There are many different calorimetric techniques and methods of use (open crucible, closed crucible, tight crucible, work under different types of gas, under pressure etc.) and consequently a number of different problems that may be encountered by the user. Below are some possible solutions according to the particular problems.


Possible problem



The sample contains moisture

If the sample is heated in an open or non-tight crucible, an endothermic peak corresponding to the water vaporisation will be seen. This can mask the thermal effect of the transition or reaction to be detected. To prevent water vaporisation, work in a sealed and tight crucible. Be careful with the vapour pressure in the container. Remember that the water vapour pressure is 100 bar at 300C.


The reference contains moisture.

Mostly alumina powder is used in the reference crucible to balance the heat capacity of the sample.
It is recommended to firstly heat in a flame the alumina powder to remove moisture, in order to avoid any thermal effect of vaporisation on the reference side of the calorimetric detector.

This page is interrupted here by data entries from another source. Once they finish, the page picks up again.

/*
 * SPDX-License-Identifier: Apache-2.0
 * Copyright 2025 ByteDance and/or its affiliates.
 */

use std::io;
use std::os::fd::{AsRawFd, OwnedFd};
use std::sync::atomic::{AtomicBool, Ordering};
use std::sync::{Arc, Mutex, MutexGuard, Weak};
use std::time::Instant;

use log::{debug, error, warn};
use openssl::ssl::SslContext;
use thiserror::Error;

use e2_openssl::{ServerName, SslEngine, SslStatus};

use crate::env::SslEnv;
use crate::event::{ContRef, Event, EventSink};
use crate::hook::HookPoint;
use crate::sock::RawSock;
use crate::AlpnSet;

mod vio;
pub use vio::{Vio, VioOp};
use vio::NetState;

mod poller;
pub use poller::NetPoller;

pub(crate) mod registry;
use registry::VcToken;

mod replay;
use replay::HandshakeReplay;

mod handshake;
mod recv;
mod send;

#[derive(Clone, Copy, Debug, PartialEq, Eq)]
pub enum VcRole {
    Client,
    Server,
}

#[derive(Clone, Copy, Debug, PartialEq, Eq)]
pub enum VcMode {
    Tls,
    /// The TLS state machine was abandoned; bytes are forwarded
    /// opaquely. This transition is one-way.
    BlindTunnel,
}

/// Plugin verdict that redirects handshake completion.
#[derive(Clone, Copy, Debug, PartialEq, Eq)]
pub enum HookOp {
    Default,
    Tunnel,
    Terminate,
}

#[derive(Clone, Copy, Debug, PartialEq, Eq)]
pub(crate) enum PreAcceptState {
    Init,
    Invoke,
    Active,
    Done,
}

#[derive(Clone, Copy, Debug, PartialEq, Eq)]
pub(crate) enum SniState {
    Init,
    Continue,
    Done,
}

/// What the client-hello callback tells the library to do next.
pub(crate) enum SniDisposition {
    Continue,
    Suspend,
}

#[derive(Clone, Debug, Default)]
pub struct VcOptions {
    /// SNI name to present on client-side handshakes.
    pub sni_servername: Option<String>,
    /// Transparent-proxy accept; tunnel-flagged listening addresses
    /// promote immediately.
    pub transparent: bool,
}

#[derive(Debug, Error)]
pub enum VcError {
    #[error("connection already closed")]
    Closed,
    #[error("no certificate store configured")]
    NoCertStore,
    #[error("failed to create ssl session: {0}")]
    SessionCreate(#[from] openssl::error::ErrorStack),
    #[error("tls handshake failed: {0}")]
    Handshake(SslStatus),
    #[error("eof during handshake")]
    HandshakeEof,
    #[error("transport error during handshake: {0}")]
    HandshakeIo(io::Error),
    #[error("negotiated protocol not registered")]
    AlpnUnresolved,
    #[error("protocol negotiated without a registered alpn set")]
    AlpnSetMissing,
}

impl VcError {
    pub(crate) fn errno(&self) -> i32 {
        match self {
            VcError::Handshake(s) => s.raw_errno().unwrap_or(0),
            VcError::HandshakeIo(e) => e.raw_os_error().unwrap_or(0),
            _ => 0,
        }
    }
}

pub(crate) struct VcCore {
    pub fd: Option<OwnedFd>,
    pub mode: VcMode,
    pub engine: Option<SslEngine<RawSock>>,
    pub replay: Option<HandshakeReplay>,
    pub read: NetState,
    pub write: NetState,
    pub last_write: Option<Instant>,
    pub bytes_since_idle: u64,
    pub handshake_begin: Option<Instant>,
    pub last_activity: Option<Instant>,
}

impl VcCore {
    pub(crate) fn sock(&self) -> Option<RawSock> {
        self.fd.as_ref().map(|fd| RawSock::new(fd.as_raw_fd()))
    }
}

/// State the TLS library's global callbacks and plugin hooks may touch
/// while the engine is being driven. Kept apart from [`VcCore`] so a
/// callback firing inside `accept` never needs the core lock.
pub(crate) struct CbState {
    pub pre_accept: PreAcceptState,
    pub cur_hook: usize,
    pub sni: SniState,
    pub hook_op: HookOp,
    pub sni_name: Option<ServerName>,
    pub pending_ctx: Option<SslContext>,
    pub in_sni_callback: bool,
    pub alpn_set: Option<Arc<AlpnSet>>,
    pub alpn_endpoint: Option<ContRef>,
}

impl CbState {
    fn reset(&mut self) {
        self.pre_accept = PreAcceptState::Init;
        self.cur_hook = 0;
        self.sni = SniState::Init;
        self.hook_op = HookOp::Default;
        self.sni_name = None;
        self.pending_ctx = None;
        self.in_sni_callback = false;
        self.alpn_set = None;
        self.alpn_endpoint = None;
    }
}

/// A TLS-terminating virtual connection.
///
/// Owned by the poller thread that currently holds its ready-list
/// entry; all upstream signalling happens under the VIO continuation's
/// own mutex, acquired by try-lock with reschedule on contention.
pub struct TlsVc {
    env: Arc<SslEnv>,
    role: VcRole,
    options: VcOptions,
    token: VcToken,
    self_ref: Weak<TlsVc>,
    handshake_done: AtomicBool,
    reneg_abort: AtomicBool,
    closed: AtomicBool,
    pub(crate) core: Mutex<VcCore>,
    pub(crate) cb: Mutex<CbState>,
}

Deformation of the crucible bottom after sealing

According to the sample loading of the crucible there may be a deformation of the bottom of the crucible. When using a plate-type DSC, the contact with the container will be poor and this will produce a drift of the baseline. The solution is to prepare a new crucible with less sample.

Metallic sample

The interaction of a molten metallic sample with the DSC metallic crucible

Embed the metallic sample in alumina powder so as to avoid contact with the metallic crucible when melting.

Solid organic sample

The sublimation of the solid organic sample

Some organic samples (e.g. benzoic acid) sublime during melting. To measure the temperature and heat of melting of such organic samples, it is necessary to work in a sealed crucible.


The baseline drifts

If the baseline drift is coming from the sample determination, there are two ways to correct for it:
  record a blank curve (with empty crucibles) keeping the same experimental conditions; then subtract the resulting curve from the sample curve
  have a second sample run with the same experimental conditions and subtract this curve from the sample curve (this is valid if there is no reversible effect during the second run)


The baseline is noisy

Heat the DSC without crucibles, in air, up to 600C in order to burn organic residues that can disturb the detector. Then run a blank test (with empty crucibles) to check the baseline. If the baseline is still noisy, a check-up of the instrument is needed.